# Jason Fischer 4n



## monocotman (Jan 12, 2020)

A seedling from OL flowering for the first time since it arrived as a small plant three year ago.
These are not common and apparently difficult to produce on a commercial scale.
Parents are Mem. Dick Clements ‘rocket flash’ x besseae ‘rob’s choice’. Both are tetraploids.
The bud is already starting to colour up well.
The plant has grown slowly but steadily and tried to flower on every growth so far. I removed the buds on the first two growths as I thought that they were too small.
This flowering growth is the third and its still only 14 inches across.
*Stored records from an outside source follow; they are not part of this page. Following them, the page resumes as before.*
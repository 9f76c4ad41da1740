//! Board service: the authoritative task store.
//!
//! # Responsibility
//! - Own the in-memory task collection; all mutation goes through here.
//! - Persist the full collection through the gateway on every mutation.
//!
//! # Invariants
//! - Task ids are unique across the collection at all times.
//! - Durable and in-memory state never diverge observably: the next
//!   collection is persisted first and swapped in only on success.
//! - Collection order is newest-first (creation prepends).

use crate::codec::portable::{export_board, import_board, FormatError};
use crate::model::task::{Column, Task, TaskDraft, TaskId, TaskPatch, TaskValidationError};
use crate::query::board_view::{project, BoardQuery, BoardView};
use crate::repo::board_repo::{BoardRepository, RepoError};
use std::error::Error;
use std::fmt::{Display, Formatter};

pub type BoardResult<T> = Result<T, BoardError>;

/// Store-level error covering validation, lookup, persistence and import.
#[derive(Debug)]
pub enum BoardError {
    Validation(TaskValidationError),
    NotFound(TaskId),
    Repo(RepoError),
    Format(FormatError),
}

impl Display for BoardError {
    fn fmt(&self, f: &mut Formatter<'_>) -> std::fmt::Result {
        match self {
            Self::Validation(err) => write!(f, "{err}"),
            Self::NotFound(id) => write!(f, "task not found: {id}"),
            Self::Repo(err) => write!(f, "{err}"),
            Self::Format(err) => write!(f, "{err}"),
        }
    }
}

impl Error for BoardError {
    fn source(&self) -> Option<&(dyn Error + 'static)> {
        match self {
            Self::Validation(err) => Some(err),
            Self::NotFound(_) => None,
            Self::Repo(err) => Some(err),
            Self::Format(err) => Some(err),
        }
    }
}

impl From<TaskValidationError> for BoardError {
    fn from(value: TaskValidationError) -> Self {
        Self::Validation(value)
    }
}

impl From<RepoError> for BoardError {
    fn from(value: RepoError) -> Self {
        Self::Repo(value)
    }
}

impl From<FormatError> for BoardError {
    fn from(value: FormatError) -> Self {
        Self::Format(value)
    }
}

/// Exclusive owner of the task collection.
///
/// Mutations take `&mut self`, so the borrow checker rules out interleaved
/// writes; readers only ever see snapshots or projected views.
#[derive(Debug)]
pub struct BoardService<R: BoardRepository> {
    repo: R,
    tasks: Vec<Task>,
}

impl<R: BoardRepository> BoardService<R> {
    /// Opens the board by loading the persisted collection.
    pub fn open(repo: R) -> BoardResult<Self> {
        let tasks = repo.load_board()?;
        Ok(Self { repo, tasks })
    }

    /// Creates a new task and prepends it to the collection.
    ///
    /// Newest-first ordering is a presentation convenience, not a
    /// correctness invariant. Fails with `Validation` when the title trims
    /// to empty; in that case nothing is created or persisted.
    pub fn create(&mut self, draft: TaskDraft) -> BoardResult<Task> {
        let task = Task::new(draft)?;

        let mut next = self.tasks.clone();
        next.insert(0, task.clone());
        self.commit(next)?;

        Ok(task)
    }

    /// Merges a partial update into the task with `id`.
    ///
    /// Unknown ids signal `NotFound` and leave state untouched. A patch
    /// title that trims to empty keeps the prior title while the remaining
    /// fields still apply.
    pub fn update(&mut self, id: TaskId, patch: TaskPatch) -> BoardResult<()> {
        let mut next = self.tasks.clone();
        let task = next
            .iter_mut()
            .find(|task| task.id == id)
            .ok_or(BoardError::NotFound(id))?;

        task.apply(patch);
        self.commit(next)
    }

    /// Removes the task with `id` if present.
    ///
    /// Returns whether anything was removed; deleting an absent id is a
    /// silent no-op, which makes the operation idempotent.
    pub fn delete(&mut self, id: TaskId) -> BoardResult<bool> {
        if !self.tasks.iter().any(|task| task.id == id) {
            return Ok(false);
        }

        let mut next = self.tasks.clone();
        next.retain(|task| task.id != id);
        self.commit(next)?;
        Ok(true)
    }

    /// Relocates the task with `id` to `column`.
    ///
    /// This is the state half of drag-and-drop; the gesture itself lives in
    /// presentation. Absent ids are a silent no-op (returns `false`).
    pub fn move_to(&mut self, id: TaskId, column: Column) -> BoardResult<bool> {
        let mut next = self.tasks.clone();
        let Some(task) = next.iter_mut().find(|task| task.id == id) else {
            return Ok(false);
        };

        task.column = column;
        self.commit(next)?;
        Ok(true)
    }

    /// Cycles the task's column today -> week -> done -> today.
    ///
    /// Returns the new column, or `None` when the id is unknown.
    pub fn advance(&mut self, id: TaskId) -> BoardResult<Option<Column>> {
        let Some(current) = self
            .tasks
            .iter()
            .find(|task| task.id == id)
            .map(|task| task.column)
        else {
            return Ok(None);
        };

        let target = current.next();
        self.move_to(id, target)?;
        Ok(Some(target))
    }

    /// Atomically swaps in a whole new collection (used by import).
    pub fn replace_all(&mut self, tasks: Vec<Task>) -> BoardResult<()> {
        self.commit(tasks)
    }

    /// Irreversibly wipes the board.
    ///
    /// Callers must obtain explicit user confirmation before invoking this;
    /// the store itself performs the wipe unguarded.
    pub fn clear_all(&mut self) -> BoardResult<()> {
        self.commit(Vec::new())
    }

    /// Returns an independent copy of the collection for read-only use.
    pub fn snapshot(&self) -> Vec<Task> {
        self.tasks.clone()
    }

    /// Projects the current collection through the query engine.
    pub fn view(&self, query: &BoardQuery) -> BoardView {
        project(&self.tasks, query)
    }

    /// Serializes the full collection as a portable pretty-printed document.
    pub fn export_all(&self) -> BoardResult<String> {
        Ok(export_board(&self.tasks)?)
    }

    /// Parses a portable document and replaces the whole collection.
    ///
    /// Returns the number of imported tasks. Any parse or entry failure
    /// aborts before `replace_all`, leaving the existing collection
    /// completely untouched.
    pub fn import_all(&mut self, document: &str) -> BoardResult<usize> {
        let tasks = import_board(document)?;
        let count = tasks.len();
        self.replace_all(tasks)?;
        Ok(count)
    }

    pub fn len(&self) -> usize {
        self.tasks.len()
    }

    pub fn is_empty(&self) -> bool {
        self.tasks.is_empty()
    }

    /// Persists `next` and only then makes it the live collection.
    fn commit(&mut self, next: Vec<Task>) -> BoardResult<()> {
        self.repo.save_board(&next)?;
        self.tasks = next;
        Ok(())
    }
}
Fingers crossed for next week!
David


----------



## tomkalina (Jan 12, 2020)

Good luck! Some of these 4n Jason Fischers have been outstanding.


----------



## terryros (Jan 12, 2020)

I bloomed that cross once and it was very nice.


----------



## abax (Jan 12, 2020)

I have my fingers crossed too David. You are an
amazing Phrag grower and you have my admiration.
I'm relatively new to growing Phrags and have
a greenhouse and I don't do nearly as well as you
do on windowsills. Please call me Angela...I feel
as though I know you and it's a pleasure.


----------



## monocotman (Jan 13, 2020)

Angela,
Good to hear from you. I’ve thought about this issue with phrags and greenhouses/ windowsills and I think it’s because of climate control.
Phrags are big leafy plants with no pseudobulbs so little to buffer them when stressed. Windowsill growers have an advantage here as the conditions in a house are generally much more consistent climate wise than a greenhouse.
David


----------



## MaxC (Feb 12, 2020)

David,
Would you be so kind to post an update photo here. I saw it in the group shot but would love to see a solo show.


----------



## monocotman (Feb 13, 2020)

Here is the latest.
My iPad camera cannot cope with the colour intensity so I took this in late afternoon sun to compensate. The colour actually improves after a few days of being open because the yellow background increases in intensity. You can see this around the staminode which goes from white to yellow. This makes the red really pop.


----------



## MaxC (Feb 13, 2020)

Thank you, that's sublime. What is the ns? Though I am worried your next bloom will be so red that you will have to take pictures at night.


----------



## monocotman (Feb 13, 2020)

its only just over 9cm so compared to the Fritz at 11.5 and the big purple MJAA it is tiny!
D


----------



## abax (Feb 13, 2020)

Size ain't everything! That color saturation is
amazing and the shape is pleasing as well.


----------